Bundesregierung kontert Vance-Vorwurf zu EU-Einmischung 08.04.2026

Die Bundesregierung hat die Vorwürfe von US-Vizepräsident J.D. Vance, die Europäische Union habe sich in die Parlamentswahl in Ungarn eingemischt, entschieden zurückgewiesen. Der stellvertretende Regierungssprecher Sebastian Hille erklärte am Mittwoch in Berlin, dass Vances Besuch in Ungarn kurz vor der Wahl bereits zeige, wer sich tatsächlich einmische.
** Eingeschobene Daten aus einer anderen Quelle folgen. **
//! HTTP header map with case-insensitive name lookup.

use std::fmt;

/// An order-preserving header map holding one value per name.
///
/// Inserting a name that is already present (compared case-insensitively)
/// replaces the earlier value in place, so a request that repeats a header
/// ends up with the last value it sent.
///
/// # Examples
///
/// ```
/// use halo::http::Headers;
///
/// let mut headers = Headers::new();
/// headers.insert("content-length", "3");
/// headers.insert("Content-Length", "5");
///
/// assert_eq!(headers.get("CONTENT-LENGTH"), Some("5"));
/// assert_eq!(headers.len(), 1);
/// ```
#[derive(Debug, Clone, Default, PartialEq, Eq)]
pub struct Headers {
    inner: Vec<(String, String)>,
}

impl Headers {
    /// Creates an empty header map.
    pub fn new() -> Self {
        Self::default()
    }

    /// Sets `name` to `value`, overwriting any existing entry with the same name.
    pub fn insert(&mut self, name: impl Into<String>, value: impl Into<String>) {
        let name = name.into();
        let value = value.into();
        match self
            .inner
            .iter_mut()
            .find(|(k, _)| k.eq_ignore_ascii_case(&name))
        {
            Some(entry) => entry.1 = value,
            None => self.inner.push((name, value)),
        }
    }

    /// Returns the value for the given header name (case-insensitive), or `None`.
    pub fn get(&self, name: &str) -> Option<&str> {
        self.inner
            .iter()
            .find(|(k, _)| k.eq_ignore_ascii_case(name))
            .map(|(_, v)| v.as_str())
    }

    /// Removes the entry with the given name. Returns `true` if one was present.
    pub fn remove(&mut self, name: &str) -> bool {
        let before = self.inner.len();
        self.inner.retain(|(k, _)| !k.eq_ignore_ascii_case(name));
        self.inner.len() < before
    }

    /// Returns `true` if the map contains an entry with the given name.
    pub fn contains(&self, name: &str) -> bool {
        self.inner.iter().any(|(k, _)| k.eq_ignore_ascii_case(name))
    }

    pub fn len(&self) -> usize {
        self.inner.len()
    }

    pub fn is_empty(&self) -> bool {
        self.inner.is_empty()
    }

    /// Returns an iterator over all `(name, value)` pairs in insertion order.
    pub fn iter(&self) -> impl Iterator<Item = (&str, &str)> {
        self.inner.iter().map(|(k, v)| (k.as_str(), v.as_str()))
    }
}

impl fmt::Display for Headers {
    fn fmt(&self, f: &mut fmt::Formatter<'_>) -> fmt::Result {
        for (name, value) in &self.inner {
            write!(f, "{name}: {value}\r\n")?;
        }
        Ok(())
    }
}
Vance hatte bei seinem Treffen mit Ministerpräsident Viktor Orbán am Dienstag kritisiert, dass „Bürokraten in Brüssel“ alles täten, um die ungarische Regierung zu schwächen. Auch die SPD kritisierte Vance scharf und warf ihm vor, als Wahlkampfhelfer für Orbán zu agieren, der als russlandnah gilt und wiederholt EU-Entscheidungen zur Ukraine-Unterstützung blockiert hat. Bundeskanzler Friedrich Merz (CDU) hatte Orbáns Verhalten zuvor als „groben Verstoß gegen die Loyalität“ bezeichnet, betonte aber, keine Präferenzen für die Wahl zu haben.